Building Publishing Systems that Use Word 2010 or Word 2007

Summary:  Using Word 2010 or Word 2007 as an important part of a content publishing system is a powerful approach. This article contains guidance and direction about how to build a content management system, and transforming Open XML WordprocessingML documents to other document formats.

Applies to: Office 2010 | Open XML | Visual Studio Tools for Microsoft Office | Word 2007 | Word 2010

Published: March 2010

Provided by:Eric White, Microsoft Corporation

Building Publishing Systems

Custom publishing solutions are perhaps the most complex application of document formats such as Open XML WordprocessingML. Content authoring requires a publishing system to present a friendly, powerful user interface. Using Word 2007 and Word 2010 as a basic part of a content publishing system is a great way to do this. In the publishing process, you can transform Open XML WordprocessingML to your desired destination document format.

Some projects transform Open XML documents to another form for publishing, perhaps by using a specialized transform to HTML. Software systems such as these are somewhat larger projects, typically having a whole development and test team. It is not simple to build publishing systems such as these. Key to building these kinds of transformations is to carefully design the transformation. A development team may spend as much or more time writing the specifications for such a system as it would in code development. Typically, such publishing systems are written using a language that is designed for writing document-centric transformations.

A typical approach to publishing systems uses styles as a means for supplying semantic meaning to content. This is problematic in some scenarios. However, the problems are solved by content controls. For example, you could format a document as follows.

Figure 1. Example of a document with styles

Document with paragraphs formatted with styles

Note

Figure 1 uses an option in Microsoft Word 2010 and Microsoft Office Word 2007 that enables you to display the style name for every paragraph to the left of the paragraph.
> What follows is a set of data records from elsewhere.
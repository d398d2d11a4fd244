//! End-to-end scenario tests
//!
//! Whole-pipeline checks: a forced cooperative round, the bond lifecycle,
//! a full seeded run in both settlement modes, and conservation of
//! credits offline.

use bevy_ecs::prelude::*;
use rand::rngs::SmallRng;
use rand::SeedableRng;

use settlement::{payoffs, BalanceOracle};
use sim_core::components::agent::{
    Agent, AgentId, AgentProfile, AttachmentStyle, EmotionalState, GoalTag, Traits,
};
use sim_core::components::social::RelationshipLedger;
use sim_core::history::{MatchHistory, MatchLog};
use sim_core::output;
use sim_core::setup::spawn_population;
use sim_core::systems::decision::update_after_game;
use sim_core::systems::{
    create_matches, evaluate_bonds, execute_matches, BondRegistry, PendingMatches,
    SettlementLedger,
};
use sim_core::{Balances, RoundClock, SimConfig, SimRng};

fn secure_agent(name: &str) -> (AgentProfile, EmotionalState) {
    (
        AgentProfile::new(
            name,
            AttachmentStyle::Secure,
            vec![GoalTag::Stability],
            Traits::default(),
            50.0,
        )
        .unwrap(),
        EmotionalState::default(),
    )
}

/// Two fresh secure agents, stakes 1.0 each, both forced to cooperate:
/// payouts 1.5 each, balances 10.5 each, trust up by exactly 5.
#[test]
fn test_forced_cooperative_round() {
    let (mut alice, mut alice_emotion) = secure_agent("Alice");
    let (mut bob, mut bob_emotion) = secure_agent("Bob");

    let mut balances = Balances::new();
    balances.fund("Alice", 10.0);
    balances.fund("Bob", 10.0);

    // Secure agents start a fresh relationship at trust 70
    let mut relationships = RelationshipLedger::new();
    relationships.ensure_with("Alice", "Bob", || 70.0);
    relationships.ensure_with("Bob", "Alice", || 70.0);

    let (stake1, stake2) = (1.0, 1.0);
    balances.0.debit("Alice", stake1).unwrap();
    balances.0.debit("Bob", stake2).unwrap();

    let (payout1, payout2) = payoffs(true, true, stake1, stake2);
    assert_eq!((payout1, payout2), (1.5, 1.5));
    balances.0.credit("Alice", payout1);
    balances.0.credit("Bob", payout2);

    let mut alice_memory = relationships.get("Alice", "Bob").cloned().unwrap();
    let mut bob_memory = relationships.get("Bob", "Alice").cloned().unwrap();
    update_after_game(
        &mut alice,
        &mut alice_memory,
        &mut alice_emotion,
        true,
        true,
        stake1,
        payout1,
    );
    update_after_game(
        &mut bob,
        &mut bob_memory,
        &mut bob_emotion,
        true,
        true,
        stake2,
        payout2,
    );

    assert_eq!(balances.balance("Alice"), 10.5);
    assert_eq!(balances.balance("Bob"), 10.5);
    assert_eq!(alice_memory.trust, 75.0);
    assert_eq!(bob_memory.trust, 75.0);
    assert_eq!(alice_memory.total_games, 1);
    assert_eq!(alice_memory.times_cooperated, 1);
}

fn sim_world(config: SimConfig, seed: u64) -> World {
    let mut world = World::new();
    world.insert_resource(RoundClock::default());
    world.insert_resource(Balances::new());
    world.insert_resource(RelationshipLedger::new());
    world.insert_resource(BondRegistry::new());
    world.insert_resource(PendingMatches::new());
    world.insert_resource(MatchHistory::new());
    world.insert_resource(MatchLog::null());
    world.insert_resource(SettlementLedger::new(config.settlement.timeout_ticks));

    let mut rng = SmallRng::seed_from_u64(seed);
    world.insert_resource(config.clone());
    spawn_population(&mut world, &mut rng, &config);
    world.insert_resource(SimRng(rng));
    world
}

fn run_rounds(world: &mut World, rounds: u64) {
    let mut schedule = Schedule::default();
    schedule.add_systems((create_matches, execute_matches, evaluate_bonds).chain());
    for round in 1..=rounds {
        world.resource_mut::<RoundClock>().current_round = round;
        schedule.run(world);
    }
}

/// A bond whose trust has collapsed dies at the next evaluation pass no
/// matter how young it is.
#[test]
fn test_bond_lifecycle_trust_floor() {
    let mut world = World::new();
    world.insert_resource(SimRng(SmallRng::seed_from_u64(5)));
    world.insert_resource(BondRegistry::new());
    world.insert_resource(RelationshipLedger::new());
    world.insert_resource(RoundClock { current_round: 5 });
    world.insert_resource(SimConfig::default());

    for name in ["Alice", "Bob"] {
        let (profile, emotion) = secure_agent(name);
        world.spawn((Agent, AgentId(name.to_string()), profile, emotion));
    }

    world
        .resource_mut::<BondRegistry>()
        .record_round("Alice", "Bob");
    {
        let mut relationships = world.resource_mut::<RelationshipLedger>();
        relationships.ensure_with("Alice", "Bob", || 80.0);
        relationships.ensure_with("Bob", "Alice", || 19.9);
    }

    let mut schedule = Schedule::default();
    schedule.add_systems(evaluate_bonds);
    schedule.run(&mut world);

    assert!(
        world.resource::<BondRegistry>().is_empty(),
        "bond with trust below 20 must terminate at the next evaluation"
    );
}

/// A full offline run: every record is consistent and credits are
/// conserved relative to the payoff table.
#[test]
fn test_full_offline_run_is_consistent() {
    let config = SimConfig::default();
    let initial_total = config.initial_balance * config.agents as f64;
    let mut world = sim_world(config, 42);

    run_rounds(&mut world, 20);

    let names: Vec<String> = {
        let mut query = world.query::<&AgentId>();
        query.iter(&world).map(|id| id.0.clone()).collect()
    };
    let history = world.resource::<MatchHistory>();
    assert!(!history.is_empty(), "20 rounds of 10 agents should play games");

    // Each record's payouts match the payoff table for its moves
    let mut expected_drift = 0.0;
    for record in history.records() {
        let (payout1, payout2) = payoffs(
            record.agent1_move.is_cooperate(),
            record.agent2_move.is_cooperate(),
            record.agent1_stake,
            record.agent2_stake,
        );
        assert!((record.agent1_payout - payout1).abs() < 1e-9);
        assert!((record.agent2_payout - payout2).abs() < 1e-9);
        expected_drift += record.agent1_profit() + record.agent2_profit();
    }

    // Total credits moved exactly by the sum of profits
    let total: f64 = world.resource::<Balances>().0.total();
    assert!(
        (total - initial_total - expected_drift).abs() < 1e-6,
        "total {} vs initial {} with drift {}",
        total,
        initial_total,
        expected_drift
    );

    // Memory counters line up with history from each side's perspective
    let relationships = world.resource::<RelationshipLedger>();
    for name in names {
        for memory in relationships.memories_for(&name) {
            let games_with_partner = history
                .records()
                .iter()
                .filter(|r| r.involves_agent(&name) && r.involves_agent(&memory.partner))
                .count() as u32;
            assert_eq!(
                memory.total_games, games_with_partner,
                "{} vs {} memory disagrees with history",
                name, memory.partner
            );
        }
    }
}

/// A full verified run: every settled record carries a complete receipt
/// and no game is left open on the ledger.
#[test]
fn test_full_verified_run_settles_everything() {
    let config = SimConfig {
        verified: true,
        ..SimConfig::default()
    };
    let mut world = sim_world(config, 42);

    run_rounds(&mut world, 10);

    let history = world.resource::<MatchHistory>();
    assert!(!history.is_empty());
    for record in history.records() {
        let receipt = record
            .settlement
            .as_ref()
            .expect("verified rounds always carry a receipt");
        assert!(receipt.settled, "receipt failed: {:?}", receipt.error);
        assert_eq!(receipt.transactions.len(), 6);
    }

    let ledger = world.resource::<SettlementLedger>();
    assert_eq!(ledger.0.open_game_count(), 0);
}

/// Identical seeds give identical end-of-run reports.
#[test]
fn test_full_run_determinism() {
    let run = |seed: u64| -> (usize, Vec<(String, f64)>) {
        let mut world = sim_world(SimConfig::default(), seed);
        run_rounds(&mut world, 15);
        let stats = output::build_stats(&mut world);
        let mut balances: Vec<(String, f64)> = stats.agent_balances.into_iter().collect();
        balances.sort_by(|a, b| a.0.cmp(&b.0));
        (stats.total_games, balances)
    };

    assert_eq!(run(42), run(42));
}
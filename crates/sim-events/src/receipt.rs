//! Settlement Receipt Types
//!
//! Per-round accounting of the settlement oracle calls a verified match
//! made, including whatever transaction references were obtained before a
//! failing step.

use serde::{Deserialize, Serialize};

/// A single settlement-oracle call and the transaction reference it produced.
#[derive(Debug, Clone, PartialEq, Eq, Serialize, Deserialize)]
pub struct StepTx {
    /// Protocol step name: "create", "join", "commit", "reveal", "claim_timeout"
    pub step: String,
    /// Identity that signed the call
    pub signer: String,
    /// Transaction reference assigned by the oracle
    pub tx_id: String,
}

impl StepTx {
    pub fn new(
        step: impl Into<String>,
        signer: impl Into<String>,
        tx_id: impl Into<String>,
    ) -> Self {
        Self {
            step: step.into(),
            signer: signer.into(),
            tx_id: tx_id.into(),
        }
    }
}

/// Settlement trail attached to a verified match record.
#[derive(Debug, Clone, Default, Serialize, Deserialize)]
pub struct SettlementReceipt {
    /// Game identifier assigned by the oracle; absent when create failed
    #[serde(skip_serializing_if = "Option::is_none")]
    pub game_id: Option<u64>,
    /// Transaction references in call order
    #[serde(default, skip_serializing_if = "Vec::is_empty")]
    pub transactions: Vec<StepTx>,
    /// Error from the step that failed, if any
    #[serde(skip_serializing_if = "Option::is_none")]
    pub error: Option<String>,
    /// True only when the oracle fully settled the game
    pub settled: bool,
}

impl SettlementReceipt {
    /// Record a successful oracle call.
    pub fn push_tx(&mut self, step: &str, signer: &str, tx_id: impl Into<String>) {
        self.transactions.push(StepTx::new(step, signer, tx_id));
    }

    /// Mark the receipt failed with the given step error.
    pub fn fail(&mut self, error: impl Into<String>) {
        self.error = Some(error.into());
        self.settled = false;
    }
}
You could then write a transform from this to the desired format. This approach is problematic because the approach for extracting content involves grouping together adjacent paragraphs of a particular style, and this could lead to an idiosyncratic experience for content writers. For example, I have seen a system where the writer needed to supply a specially formatted line for a code block that would indicate the language for the code. If you needed to supply code examples for multiple languages, you needed to supply a blank line formatted with the Normal paragraph style between the code examples:

Figure 2. Blank line formatted with normal

Document with blank-line paragraph

This is, of course, problematic. If the writer did not supply this blank line, the transform would conjoin the two code blocks. One approach is that the developers who are writing the transform could watch for the magic lines that contain [c#] or [vb], but writing code that looks for magic values is never a good idea. What if there is some valid code that contains that exact string on a line as part of a multiline string? The transform would be broken in a non-intuitive way, and worse, the writer would have to artificially modify the sample code in some way to make the transform work correctly.
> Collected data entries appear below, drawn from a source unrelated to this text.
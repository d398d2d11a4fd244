//! Bond Economy Simulation Engine Library
//!
//! Public API for the simulation engine: autonomous agents with attachment
//! styles play a staked, iterated Prisoner's Dilemma, forming and breaking
//! bonds as trust evolves.

use bevy_ecs::prelude::*;
use rand::rngs::SmallRng;

pub mod components;
pub mod config;
pub mod history;
pub mod output;
pub mod setup;
pub mod style;
pub mod systems;

pub use components::*;
pub use config::{SettlementConfig, SimConfig};
pub use history::{MatchHistory, MatchLog};

/// Seeded random number generator resource
#[derive(Resource)]
pub struct SimRng(pub SmallRng);

/// Current simulation round, advanced by the driver before each schedule run
#[derive(Resource, Debug, Default)]
pub struct RoundClock {
    pub current_round: u64,
}
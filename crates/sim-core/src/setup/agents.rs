//! Agent Spawning
//!
//! Builds a diverse roster: shuffled attachment-style distribution, random
//! goal sets, and uniformly drawn traits, funded through the balance
//! oracle.

use bevy_ecs::prelude::*;
use rand::seq::SliceRandom;
use rand::rngs::SmallRng;
use rand::Rng;

use crate::components::agent::{
    Agent, AgentId, AgentProfile, AttachmentStyle, EmotionalState, GoalTag, Traits,
};
use crate::components::economy::Balances;
use crate::config::SimConfig;

/// Default roster names, extended with numbered names past ten agents
pub const ROSTER_NAMES: &[&str] = &[
    "Alice", "Bob", "Charlie", "Diana", "Eve", "Frank", "Grace", "Henry", "Iris", "Jack",
];

/// Attachment distribution for a ten-agent roster: three secure, three
/// anxious, two avoidant, two disorganized, repeated for larger
/// populations and shuffled before assignment.
const STYLE_PATTERN: &[AttachmentStyle] = &[
    AttachmentStyle::Secure,
    AttachmentStyle::Secure,
    AttachmentStyle::Secure,
    AttachmentStyle::Anxious,
    AttachmentStyle::Anxious,
    AttachmentStyle::Anxious,
    AttachmentStyle::Avoidant,
    AttachmentStyle::Avoidant,
    AttachmentStyle::Disorganized,
    AttachmentStyle::Disorganized,
];

fn agent_name(index: usize) -> String {
    ROSTER_NAMES
        .get(index)
        .map(|name| (*name).to_string())
        .unwrap_or_else(|| format!("Agent{:02}", index + 1))
}

fn style_distribution(count: usize, rng: &mut SmallRng) -> Vec<AttachmentStyle> {
    let mut styles: Vec<AttachmentStyle> = STYLE_PATTERN.iter().copied().cycle().take(count).collect();
    styles.shuffle(rng);
    styles
}

/// One to three distinct goals per agent
fn random_goals(rng: &mut SmallRng) -> Vec<GoalTag> {
    let mut goals: Vec<GoalTag> = GoalTag::all().to_vec();
    goals.shuffle(rng);
    let count = rng.gen_range(1..=3);
    goals.truncate(count);
    goals
}

fn random_traits(rng: &mut SmallRng) -> Traits {
    Traits {
        risk_tolerance: rng.gen_range(0.2..0.9),
        ethics_fairness: rng.gen_range(0.3..0.9),
        ethics_reciprocity: rng.gen_range(0.4..1.0),
        skill_negotiation: rng.gen_range(0.3..0.9),
        skill_patience: rng.gen_range(0.3..0.9),
        skill_adaptability: rng.gen_range(0.3..0.9),
    }
}

/// Spawn the whole population and fund every account.
///
/// Returns the spawned agent names in spawn order.
pub fn spawn_population(world: &mut World, rng: &mut SmallRng, config: &SimConfig) -> Vec<String> {
    let styles = style_distribution(config.agents, rng);
    let mut names = Vec::with_capacity(config.agents);

    for (index, style) in styles.into_iter().enumerate() {
        let name = agent_name(index);
        let goals = random_goals(rng);
        let traits = random_traits(rng);
        let reputation = rng.gen_range(40.0..60.0);

        // The draw ranges above are all inside the valid trait bounds
        let profile = AgentProfile::new(name.clone(), style, goals, traits, reputation)
            .expect("generated traits are in range");

        world.spawn((
            Agent,
            AgentId(name.clone()),
            profile,
            EmotionalState::default(),
        ));
        world
            .resource_mut::<Balances>()
            .fund(&name, config.initial_balance);
        names.push(name);
    }

    names
}

#[cfg(test)]
mod tests {
    use super::*;
    use rand::SeedableRng;

    fn spawn_world(agents: usize, seed: u64) -> (World, Vec<String>) {
        let mut world = World::new();
        world.insert_resource(Balances::new());
        let config = SimConfig {
            agents,
            ..SimConfig::default()
        };
        let mut rng = SmallRng::seed_from_u64(seed);
        let names = spawn_population(&mut world, &mut rng, &config);
        (world, names)
    }

    #[test]
    fn test_spawns_requested_count_with_funding() {
        let (mut world, names) = spawn_world(10, 42);
        assert_eq!(names.len(), 10);

        let mut query = world.query::<(&AgentId, &AgentProfile, &EmotionalState)>();
        let mut seen = 0;
        for (id, profile, emotion) in query.iter(&world) {
            assert_eq!(id.0, profile.name);
            assert_eq!(emotion.0, 50.0);
            seen += 1;
        }
        assert_eq!(seen, 10);

        let balances = world.resource::<Balances>();
        for name in &names {
            assert_eq!(balances.balance(name), 10.0);
        }
    }

    #[test]
    fn test_ten_agent_style_distribution() {
        let (mut world, _) = spawn_world(10, 7);
        let mut query = world.query::<&AgentProfile>();

        let mut secure = 0;
        let mut anxious = 0;
        let mut avoidant = 0;
        let mut disorganized = 0;
        for profile in query.iter(&world) {
            match profile.attachment_style {
                AttachmentStyle::Secure => secure += 1,
                AttachmentStyle::Anxious => anxious += 1,
                AttachmentStyle::Avoidant => avoidant += 1,
                AttachmentStyle::Disorganized => disorganized += 1,
            }
        }
        assert_eq!((secure, anxious, avoidant, disorganized), (3, 3, 2, 2));
    }

    #[test]
    fn test_goals_and_traits_in_range() {
        let (mut world, _) = spawn_world(20, 11);
        let mut query = world.query::<&AgentProfile>();
        for profile in query.iter(&world) {
            assert!(!profile.goals.is_empty());
            assert!(profile.goals.len() <= 3);
            assert!((0.2..0.9).contains(&profile.traits.risk_tolerance));
            assert!((0.4..1.0).contains(&profile.traits.ethics_reciprocity));
            assert!((40.0..60.0).contains(&profile.reputation));
        }
    }

    #[test]
    fn test_names_extend_past_roster() {
        let (_, names) = spawn_world(12, 3);
        assert_eq!(names[0], "Alice");
        assert_eq!(names[9], "Jack");
        assert_eq!(names[10], "Agent11");
        assert_eq!(names[11], "Agent12");
    }

    #[test]
    fn test_spawn_is_deterministic() {
        let (_, names1) = spawn_world(10, 99);
        let (_, names2) = spawn_world(10, 99);
        assert_eq!(names1, names2);
    }
}
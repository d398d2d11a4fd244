//! Payoff Calculation
//!
//! The staked Prisoner's Dilemma payoff table. Each side's payout is a
//! function only of its own stake and the joint outcome, never the
//! opponent's stake, which keeps asymmetric stakes safe.

/// Constants for the payoff table
pub mod payoff_constants {
    /// Multiplier on own stake when both sides cooperate
    pub const MUTUAL_COOPERATION: f64 = 1.5;
    /// Multiplier on own stake when both sides defect
    pub const MUTUAL_DEFECTION: f64 = 0.5;
    /// Multiplier on own stake for a unilateral defector
    pub const DEFECTOR_BONUS: f64 = 2.5;
    /// Payout for a unilaterally betrayed cooperator
    pub const SUCKER_PAYOUT: f64 = 0.0;
}

/// Compute both payouts for a round.
///
/// `true` means cooperate. Returns `(payout1, payout2)`.
pub fn payoffs(cooperate1: bool, cooperate2: bool, stake1: f64, stake2: f64) -> (f64, f64) {
    use payoff_constants::*;

    match (cooperate1, cooperate2) {
        (true, true) => (stake1 * MUTUAL_COOPERATION, stake2 * MUTUAL_COOPERATION),
        (false, false) => (stake1 * MUTUAL_DEFECTION, stake2 * MUTUAL_DEFECTION),
        (false, true) => (stake1 * DEFECTOR_BONUS, SUCKER_PAYOUT),
        (true, false) => (SUCKER_PAYOUT, stake2 * DEFECTOR_BONUS),
    }
}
A better way to design a content publishing system is to use content controls to group multiple lines together, and to supply appropriate metadata about those lines.
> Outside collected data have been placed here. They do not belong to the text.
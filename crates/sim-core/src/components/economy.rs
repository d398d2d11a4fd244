//! Economy Components
//!
//! The balance oracle as an ECS resource. All funds, in both simulation
//! modes, live here; agent entities never carry a balance of their own.

use bevy_ecs::prelude::*;
use settlement::{BalanceOracle, MemoryBalances};

/// Resource: account balances for the whole population
#[derive(Resource, Debug, Default)]
pub struct Balances(pub MemoryBalances);

impl Balances {
    pub fn new() -> Self {
        Self::default()
    }

    /// Current balance for an agent.
    pub fn balance(&self, identity: &str) -> f64 {
        self.0.balance(identity)
    }

    /// Seed an agent's account.
    pub fn fund(&mut self, identity: &str, amount: f64) {
        self.0.fund(identity, amount);
    }
}

#[cfg(test)]
mod tests {
    use super::*;

    #[test]
    fn test_fund_and_query() {
        let mut balances = Balances::new();
        balances.fund("Alice", 10.0);
        assert_eq!(balances.balance("Alice"), 10.0);
        assert_eq!(balances.balance("Bob"), 0.0);
    }
}
//! Match History
//!
//! The in-memory append-only history and the JSONL match log on disk.

use bevy_ecs::prelude::*;
use std::fs::{File, OpenOptions};
use std::io::{BufWriter, Write};
use std::path::Path;

use sim_events::{generate_match_id, MatchRecord};

/// Resource: every match record from the run, in execution order
#[derive(Resource, Debug, Default)]
pub struct MatchHistory {
    records: Vec<MatchRecord>,
    /// Rounds that never ran because a stake came out non-positive
    pub skipped: usize,
    next_match_id: u64,
}

impl MatchHistory {
    pub fn new() -> Self {
        Self::default()
    }

    /// Generate the next match ID
    pub fn next_id(&mut self) -> String {
        self.next_match_id += 1;
        generate_match_id(self.next_match_id)
    }

    pub fn push(&mut self, record: MatchRecord) {
        self.records.push(record);
    }

    pub fn records(&self) -> &[MatchRecord] {
        &self.records
    }

    pub fn len(&self) -> usize {
        self.records.len()
    }

    pub fn is_empty(&self) -> bool {
        self.records.is_empty()
    }

    /// Records involving a specific agent, in order.
    pub fn records_for(&self, agent_id: &str) -> Vec<&MatchRecord> {
        self.records
            .iter()
            .filter(|record| record.involves_agent(agent_id))
            .collect()
    }
}

/// Resource for logging match records to a JSONL file
#[derive(Resource)]
pub struct MatchLog {
    writer: Option<BufWriter<File>>,
}

impl MatchLog {
    /// Create a new log writing to the specified path
    pub fn new(path: impl AsRef<Path>) -> std::io::Result<Self> {
        let file = OpenOptions::new()
            .create(true)
            .write(true)
            .truncate(true)
            .open(path)?;

        Ok(Self {
            writer: Some(BufWriter::new(file)),
        })
    }

    /// Create a log that discards records (for testing)
    pub fn null() -> Self {
        Self { writer: None }
    }

    /// Append a record to the file
    pub fn log(&mut self, record: &MatchRecord) -> std::io::Result<()> {
        if let Some(ref mut writer) = self.writer {
            let json = record
                .to_jsonl()
                .map_err(|e| std::io::Error::new(std::io::ErrorKind::InvalidData, e))?;
            writeln!(writer, "{}", json)?;
        }
        Ok(())
    }

    /// Flush the buffer to disk
    pub fn flush(&mut self) -> std::io::Result<()> {
        if let Some(ref mut writer) = self.writer {
            writer.flush()?;
        }
        Ok(())
    }
}

impl Drop for MatchLog {
    fn drop(&mut self) {
        if let Err(e) = self.flush() {
            eprintln!("Warning: Failed to flush match log: {}", e);
        }
    }
}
Figure 3. Document with content control

Document with content control

The transform can then extract the contents of each code block in a deterministic manner.

The following list summarizes this approach to building a content publishing system.

  • If there is a direct transform from a single paragraph in a source document to a corresponding construct in the transformed document, use paragraph styles. You can alter the user experience in Word to allow for only valid styles. One of the links in the summary of resources explains how to do this.

  • If there is a direct transform from runs in a paragraph to desired constructs in the transformed document, use character styles.

  • Using styles gives the writer a great user experience. The Word user interface (UI) is optimized to enable writers to select paragraphs and runs of text, and apply paragraph and character styles.

  • If you must select multiple paragraphs for transform to some construct in the transformed document, use content controls to group those paragraphs. This also gives a great experience. The metadata about grouped paragraphs (such as the code block in the previous example) is clearly specified, and not through some magically formatted line or some other questionable technique. If you are the developer for this system, you can supply macros for easy insertion of content controls, although it is easy to insert content controls by using the stock UI.

Summary of Resources

Title

Description

Document-Centric Transforms

Explores what a document-centric transform is, and describes an approach for writing them.

Transforming Open XML Documents using XSLT

Describes an approach of converting an Open XML package to flat OPC, transforming it to a new form, and then converting back to Open XML OPC format.

Recursive Pure Functional Transformations

Explains an approach for writing document-centric transforms by using Microsoft Visual C# 3.0.

Using Content Controls vs. Custom XML Elements

Describes an approach for integrating content publishing systems with Word 2007.

Programmatically Limit Styles in Word

Sometimes developers of publishing systems want to programmatically limit styles so that the transform is more deterministic.

Converting Open XML WordprocessingML to Html

Blog post series that explains issues that you can encounter when you transform Open XML WordprocessingML documents to another format, such as HTML.

Open XML Document Viewer

CodePlex project for an XSLT-based transform from Open XML WordprocessingML to HTML.